→ **WHAT YOU SHOULD DO**:
Reproduce the records below exactly as shown.

Stored data entries:
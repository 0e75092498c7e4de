//! Error types for the test framework

use thiserror::Error;

/// Errors that can occur while building test inputs
#[derive(Debug, Error)]
pub enum TestError {
    /// Bitmap construction failed
    #[error("bitmap error: {0}")]
    Bitmap(#[from] bitmorph_core::Error),

    /// Pattern parameters out of range
    #[error("invalid pattern parameter: {0}")]
    InvalidPattern(String),
}

/// Result type for test operations
pub type TestResult<T> = Result<T, TestError>;
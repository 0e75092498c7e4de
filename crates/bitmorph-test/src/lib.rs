//! bitmorph-test - Regression test framework for bitmorph
//!
//! Regression tests live in `crates/<crate>/tests/*_reg.rs` and record each
//! comparison through [`RegParams`], reporting every failure at the end
//! instead of stopping at the first one:
//!
//! - **Compare**: compare results and record failures (default)
//! - **Display**: additionally print compared bitmaps as ASCII art
//!
//! # Usage
//!
//! ```
//! use bitmorph_test::{RegParams, random_bitmap};
//!
//! let pix = random_bitmap(64, 16, 0.25, 1).unwrap();
//! let mut rp = RegParams::new("example");
//! rp.compare_bitmaps(&pix, &pix.deep_clone());
//! assert!(rp.cleanup());
//! ```
//!
//! # Environment Variables
//!
//! - `REGTEST_MODE`: Set to "compare" or "display"

mod error;
mod params;
pub mod patterns;

pub use error::{TestError, TestResult};
pub use params::{RegParams, RegTestMode};
pub use patterns::{SimpleRng, random_bitmap, random_blocks, single_pixel, solid_bitmap};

→ **EXERCISE RESULT**:
repository 0e75092498c7e4de
//! Error types for the test framework

use thiserror::Error;

/// Errors that can occur while building test inputs
#[derive(Debug, Error)]
pub enum TestError {
    /// Bitmap construction failed
    #[error("bitmap error: {0}")]
    Bitmap(#[from] bitmorph_core::Error),

    /// Pattern parameters out of range
    #[error("invalid pattern parameter: {0}")]
    InvalidPattern(String),
}

/// Result type for test operations
pub type TestResult<T> = Result<T, TestError>;
repository 0e75092498c7e4de
filename crates/bitmorph-test/src/lib.rs
//! bitmorph-test - Regression test framework for bitmorph
//!
//! Regression tests live in `crates/<crate>/tests/*_reg.rs` and record each
//! comparison through [`RegParams`], reporting every failure at the end
//! instead of stopping at the first one:
//!
//! - **Compare**: compare results and record failures (default)
//! - **Display**: additionally print compared bitmaps as ASCII art
//!
//! # Usage
//!
//! ```
//! use bitmorph_test::{RegParams, random_bitmap};
//!
//! let pix = random_bitmap(64, 16, 0.25, 1).unwrap();
//! let mut rp = RegParams::new("example");
//! rp.compare_bitmaps(&pix, &pix.deep_clone());
//! assert!(rp.cleanup());
//! ```
//!
//! # Environment Variables
//!
//! - `REGTEST_MODE`: Set to "compare" or "display"

mod error;
mod params;
pub mod patterns;

pub use error::{TestError, TestResult};
pub use params::{RegParams, RegTestMode};
pub use patterns::{SimpleRng, random_bitmap, random_blocks, single_pixel, solid_bitmap};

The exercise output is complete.